Could the data underneath be repeated exactly, in full?

Top of Material to process

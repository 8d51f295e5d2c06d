//! Rank-ordered code assignment: basic, tokenizer-optimized, hybrid.

use std::collections::HashSet;
use std::fmt;

use tracing::debug;

use crate::analyzer::CharFrequency;
use crate::codespace;
use crate::config::BuildConfig;

use super::{IntegrityError, MappingRecord, MappingTable};

/// How codes are picked for ranked characters. Only the builder knows about
/// strategies; the runtime codec sees nothing but the finished table.
#[derive(Debug, Clone, Copy, PartialEq, Eq)]
pub enum Strategy {
    /// Canonical order: highest-frequency characters get the shortest codes.
    Basic,
    /// Prefer codes the target tokenizer treats as a single unit, within a
    /// bounded look-ahead of the canonical order.
    TokenizerOptimized,
    /// Tokenizer-optimized, plus extra single-token codes beyond the
    /// canonical enumeration once it runs out.
    Hybrid,
}

impl Strategy {
    pub fn from_name(name: &str) -> Option<Self> {
        match name {
            "basic" => Some(Self::Basic),
            "tokenizer-optimized" => Some(Self::TokenizerOptimized),
            "hybrid" => Some(Self::Hybrid),
            _ => None,
        }
    }

    pub fn as_str(&self) -> &'static str {
        match self {
            Self::Basic => "basic",
            Self::TokenizerOptimized => "tokenizer-optimized",
            Self::Hybrid => "hybrid",
        }
    }
}

impl fmt::Display for Strategy {
    fn fmt(&self, f: &mut fmt::Formatter<'_>) -> fmt::Result {
        f.write_str(self.as_str())
    }
}

#[derive(Debug, thiserror::Error)]
pub enum BuildError {
    #[error(
        "vocabulary exhausted: {needed} characters exceed the {capacity} codes \
         available at max code length {max_code_length}"
    )]
    VocabularyExhausted {
        needed: usize,
        capacity: u64,
        max_code_length: usize,
    },

    #[error("built table failed validation: {0}")]
    Integrity(#[from] IntegrityError),
}

/// Assign one code per ranked character and validate the result.
///
/// `vocabulary` is the set of strings the target tokenizer emits as single
/// units; it only biases selection order. Without one, the tokenizer-aware
/// strategies degrade to canonical assignment.
pub fn build_mapping(
    ranking: &[CharFrequency],
    strategy: Strategy,
    config: &BuildConfig,
    vocabulary: Option<&HashSet<String>>,
) -> Result<MappingTable, BuildError> {
    let canonical_capacity = codespace::capacity(config.max_code_length);

    let records = match strategy {
        Strategy::Basic => assign_canonical(ranking, config, canonical_capacity)?,
        Strategy::TokenizerOptimized => {
            check_capacity(ranking.len(), canonical_capacity, config)?;
            assign_biased(ranking, config, vocabulary, canonical_capacity, &[])
        }
        Strategy::Hybrid => {
            let extras = extension_codes(vocabulary, config.max_code_length);
            check_capacity(
                ranking.len(),
                canonical_capacity + extras.len() as u64,
                config,
            )?;
            assign_biased(ranking, config, vocabulary, canonical_capacity, &extras)
        }
    };

    let table = MappingTable::from_records(records)?;
    debug!(
        strategy = %strategy,
        records = table.len(),
        max_code_length = table.max_code_length(),
        "built mapping table"
    );
    Ok(table)
}

fn check_capacity(needed: usize, capacity: u64, config: &BuildConfig) -> Result<(), BuildError> {
    if needed as u64 > capacity {
        return Err(BuildError::VocabularyExhausted {
            needed,
            capacity,
            max_code_length: config.max_code_length,
        });
    }
    Ok(())
}

fn assign_canonical(
    ranking: &[CharFrequency],
    config: &BuildConfig,
    capacity: u64,
) -> Result<Vec<MappingRecord>, BuildError> {
    check_capacity(ranking.len(), capacity, config)?;
    Ok(ranking
        .iter()
        .zip(codespace::enumerate(config.max_code_length))
        .enumerate()
        .map(|(rank, (entry, code))| MappingRecord {
            character: entry.character,
            code,
            frequency_rank: rank as u32,
        })
        .collect())
}

/// Walk the canonical enumeration with a bounded look-ahead for
/// vocabulary-preferred codes, then drain `extras` once it is spent.
fn assign_biased(
    ranking: &[CharFrequency],
    config: &BuildConfig,
    vocabulary: Option<&HashSet<String>>,
    capacity: u64,
    extras: &[String],
) -> Vec<MappingRecord> {
    let mut records = Vec::with_capacity(ranking.len());
    let mut taken_ahead: HashSet<u64> = HashSet::new();
    let mut cursor: u64 = 0;
    let mut next_extra = 0;

    for (rank, entry) in ranking.iter().enumerate() {
        while cursor < capacity && taken_ahead.remove(&cursor) {
            cursor += 1;
        }

        let code = if cursor >= capacity {
            let code = extras[next_extra].clone();
            next_extra += 1;
            code
        } else {
            let chosen = vocabulary
                .map(|vocab| scan_ahead(vocab, cursor, capacity, &taken_ahead, config))
                .unwrap_or(None);
            match chosen {
                Some(index) if index != cursor => {
                    taken_ahead.insert(index);
                    codespace::code_at(index)
                }
                _ => {
                    cursor += 1;
                    codespace::code_at(cursor - 1)
                }
            }
        };

        records.push(MappingRecord {
            character: entry.character,
            code,
            frequency_rank: rank as u32,
        });
    }
    records
}

/// First unassigned code within the look-ahead window that the tokenizer
/// treats as a single unit. The window counts candidate codes, so the scan
/// is deterministic regardless of how many were taken out of order before.
fn scan_ahead(
    vocabulary: &HashSet<String>,
    cursor: u64,
    capacity: u64,
    taken_ahead: &HashSet<u64>,
    config: &BuildConfig,
) -> Option<u64> {
    let mut inspected = 0;
    let mut index = cursor;
    while index < capacity && inspected < config.lookahead_window {
        if !taken_ahead.contains(&index) {
            inspected += 1;
            if vocabulary.contains(codespace::code_at(index).as_str()) {
                return Some(index);
            }
        }
        index += 1;
    }
    None
}

/// Reserved vocabulary tokens usable as codes beyond the canonical
/// enumeration: well-formed case shape, longer than the canonical maximum.
/// Ordered by length ascending then lexicographic so hybrid builds are
/// reproducible.
fn extension_codes(vocabulary: Option<&HashSet<String>>, max_code_length: usize) -> Vec<String> {
    let Some(vocabulary) = vocabulary else {
        return Vec::new();
    };
    let mut extras: Vec<String> = vocabulary
        .iter()
        .filter(|token| token.len() > max_code_length && codespace::is_well_formed(token))
        .cloned()
        .collect();
    extras.sort_unstable_by(|a, b| a.len().cmp(&b.len()).then_with(|| a.cmp(b)));
    extras
}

Bottom of Material to process

Solved problem:
repository 8d51f295e5d2c06d
//! Rank-ordered code assignment: basic, tokenizer-optimized, hybrid.

use std::collections::HashSet;
use std::fmt;

use tracing::debug;

use crate::analyzer::CharFrequency;
use crate::codespace;
use crate::config::BuildConfig;

use super::{IntegrityError, MappingRecord, MappingTable};

/// How codes are picked for ranked characters. Only the builder knows about
/// strategies; the runtime codec sees nothing but the finished table.
#[derive(Debug, Clone, Copy, PartialEq, Eq)]
pub enum Strategy {
    /// Canonical order: highest-frequency characters get the shortest codes.
    Basic,
    /// Prefer codes the target tokenizer treats as a single unit, within a
    /// bounded look-ahead of the canonical order.
    TokenizerOptimized,
    /// Tokenizer-optimized, plus extra single-token codes beyond the
    /// canonical enumeration once it runs out.
    Hybrid,
}

impl Strategy {
    pub fn from_name(name: &str) -> Option<Self> {
        match name {
            "basic" => Some(Self::Basic),
            "tokenizer-optimized" => Some(Self::TokenizerOptimized),
            "hybrid" => Some(Self::Hybrid),
            _ => None,
        }
    }

    pub fn as_str(&self) -> &'static str {
        match self {
            Self::Basic => "basic",
            Self::TokenizerOptimized => "tokenizer-optimized",
            Self::Hybrid => "hybrid",
        }
    }
}

impl fmt::Display for Strategy {
    fn fmt(&self, f: &mut fmt::Formatter<'_>) -> fmt::Result {
        f.write_str(self.as_str())
    }
}

#[derive(Debug, thiserror::Error)]
pub enum BuildError {
    #[error(
        "vocabulary exhausted: {needed} characters exceed the {capacity} codes \
         available at max code length {max_code_length}"
    )]
    VocabularyExhausted {
        needed: usize,
        capacity: u64,
        max_code_length: usize,
    },

    #[error("built table failed validation: {0}")]
    Integrity(#[from] IntegrityError),
}

/// Assign one code per ranked character and validate the result.
///
/// `vocabulary` is the set of strings the target tokenizer emits as single
/// units; it only biases selection order. Without one, the tokenizer-aware
/// strategies degrade to canonical assignment.
pub fn build_mapping(
    ranking: &[CharFrequency],
    strategy: Strategy,
    config: &BuildConfig,
    vocabulary: Option<&HashSet<String>>,
) -> Result<MappingTable, BuildError> {
    let canonical_capacity = codespace::capacity(config.max_code_length);

    let records = match strategy {
        Strategy::Basic => assign_canonical(ranking, config, canonical_capacity)?,
        Strategy::TokenizerOptimized => {
            check_capacity(ranking.len(), canonical_capacity, config)?;
            assign_biased(ranking, config, vocabulary, canonical_capacity, &[])
        }
        Strategy::Hybrid => {
            let extras = extension_codes(vocabulary, config.max_code_length);
            check_capacity(
                ranking.len(),
                canonical_capacity + extras.len() as u64,
                config,
            )?;
            assign_biased(ranking, config, vocabulary, canonical_capacity, &extras)
        }
    };

    let table = MappingTable::from_records(records)?;
    debug!(
        strategy = %strategy,
        records = table.len(),
        max_code_length = table.max_code_length(),
        "built mapping table"
    );
    Ok(table)
}

fn check_capacity(needed: usize, capacity: u64, config: &BuildConfig) -> Result<(), BuildError> {
    if needed as u64 > capacity {
        return Err(BuildError::VocabularyExhausted {
            needed,
            capacity,
            max_code_length: config.max_code_length,
        });
    }
    Ok(())
}

fn assign_canonical(
    ranking: &[CharFrequency],
    config: &BuildConfig,
    capacity: u64,
) -> Result<Vec<MappingRecord>, BuildError> {
    check_capacity(ranking.len(), capacity, config)?;
    Ok(ranking
        .iter()
        .zip(codespace::enumerate(config.max_code_length))
        .enumerate()
        .map(|(rank, (entry, code))| MappingRecord {
            character: entry.character,
            code,
            frequency_rank: rank as u32,
        })
        .collect())
}

/// Walk the canonical enumeration with a bounded look-ahead for
/// vocabulary-preferred codes, then drain `extras` once it is spent.
fn assign_biased(
    ranking: &[CharFrequency],
    config: &BuildConfig,
    vocabulary: Option<&HashSet<String>>,
    capacity: u64,
    extras: &[String],
) -> Vec<MappingRecord> {
    let mut records = Vec::with_capacity(ranking.len());
    let mut taken_ahead: HashSet<u64> = HashSet::new();
    let mut cursor: u64 = 0;
    let mut next_extra = 0;

    for (rank, entry) in ranking.iter().enumerate() {
        while cursor < capacity && taken_ahead.remove(&cursor) {
            cursor += 1;
        }

        let code = if cursor >= capacity {
            let code = extras[next_extra].clone();
            next_extra += 1;
            code
        } else {
            let chosen = vocabulary
                .map(|vocab| scan_ahead(vocab, cursor, capacity, &taken_ahead, config))
                .unwrap_or(None);
            match chosen {
                Some(index) if index != cursor => {
                    taken_ahead.insert(index);
                    codespace::code_at(index)
                }
                _ => {
                    cursor += 1;
                    codespace::code_at(cursor - 1)
                }
            }
        };

        records.push(MappingRecord {
            character: entry.character,
            code,
            frequency_rank: rank as u32,
        });
    }
    records
}

/// First unassigned code within the look-ahead window that the tokenizer
/// treats as a single unit. The window counts candidate codes, so the scan
/// is deterministic regardless of how many were taken out of order before.
fn scan_ahead(
    vocabulary: &HashSet<String>,
    cursor: u64,
    capacity: u64,
    taken_ahead: &HashSet<u64>,
    config: &BuildConfig,
) -> Option<u64> {
    let mut inspected = 0;
    let mut index = cursor;
    while index < capacity && inspected < config.lookahead_window {
        if !taken_ahead.contains(&index) {
            inspected += 1;
            if vocabulary.contains(codespace::code_at(index).as_str()) {
                return Some(index);
            }
        }
        index += 1;
    }
    None
}

/// Reserved vocabulary tokens usable as codes beyond the canonical
/// enumeration: well-formed case shape, longer than the canonical maximum.
/// Ordered by length ascending then lexicographic so hybrid builds are
/// reproducible.
fn extension_codes(vocabulary: Option<&HashSet<String>>, max_code_length: usize) -> Vec<String> {
    let Some(vocabulary) = vocabulary else {
        return Vec::new();
    };
    let mut extras: Vec<String> = vocabulary
        .iter()
        .filter(|token| token.len() > max_code_length && codespace::is_well_formed(token))
        .cloned()
        .collect();
    extras.sort_unstable_by(|a, b| a.len().cmp(&b.len()).then_with(|| a.cmp(b)));
    extras
}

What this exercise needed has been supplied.